Unfallgefahr
Bremsentest bei E-Tretrollern im Winter wichtig

Wer sich auch im Winter auf einen Elektro-Tretroller schwingen will, beachtet besser ein paar Tipps. In einigen Fällen verzichtet man lieber auf die Fahrt.

Mittwoch, 08.01.2020, 11:18 Uhr aktualisiert: 08.01.2020, 11:22 Uhr
Sind die Wege im Winter rutschig, lassen E-Scooter-Fahrer ihr Gefährt besser stehen.
Sind die Wege im Winter rutschig, lassen E-Scooter-Fahrer ihr Gefährt besser stehen.

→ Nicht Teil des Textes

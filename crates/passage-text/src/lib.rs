//! passage-text
//!
//! Text-side algorithms: paragraph segmentation with overlap, and the
//! tantivy-analyzed tokenizer behind the term-frequency lexical scorer.
pub mod analyzer;
pub mod lexical;
pub mod segment;

pub use lexical::{lexical_score, tokenize, LexicalScorer};
pub use segment::{paragraphs, segment, segment_many, Segmenter};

Foto: Christoph Soeder

Bonn (dpa/tmn) - Bei trockenem und sonnigem Wetter bieten sich E-Tretroller auch im Winter für Kurzstrecken an. Für sicheren Stand sollten Fahrer aber festes Schuhwerk mit rutschfester Sohle tragen.

Das rät der Deutsche Verkehrssicherheitsrat ins seinem «DVR Report» (Ausgabe 4/2019). Handschuhe sorgen dafür, dass die Finger bei Kälte die Hebel sicher bedienen können.

Helle Klamotten und idealerweise eine Schutzweste sorgen für bessere Sichtbarkeit. Auch einen Fahrradhelm setzen E-Scooter-Fahrer besser freiwillig auf. Bevor es losgeht, checken sie die Funktion der Lichtanlage und der Bremsen. Letztere könnten bei Nässe und Kälte einfrieren und blockieren.

Wenn die Wege im Winter mit nassem Laub oder Schnee bedeckt sind, lässt man den E-Tretroller besser stehen. Dann lieber zu Fuß zu gehen oder öffentliche Verkehrsmittel nutzen. Denn das Sturzrisiko steigt, vor allem in Kurven und beim Bremsen. Besonders rutschig wird es für Gefährte mit kleinem Reifendurchmesser auf raureifem Kopfsteinpflaster und unebenen nassen Straßen.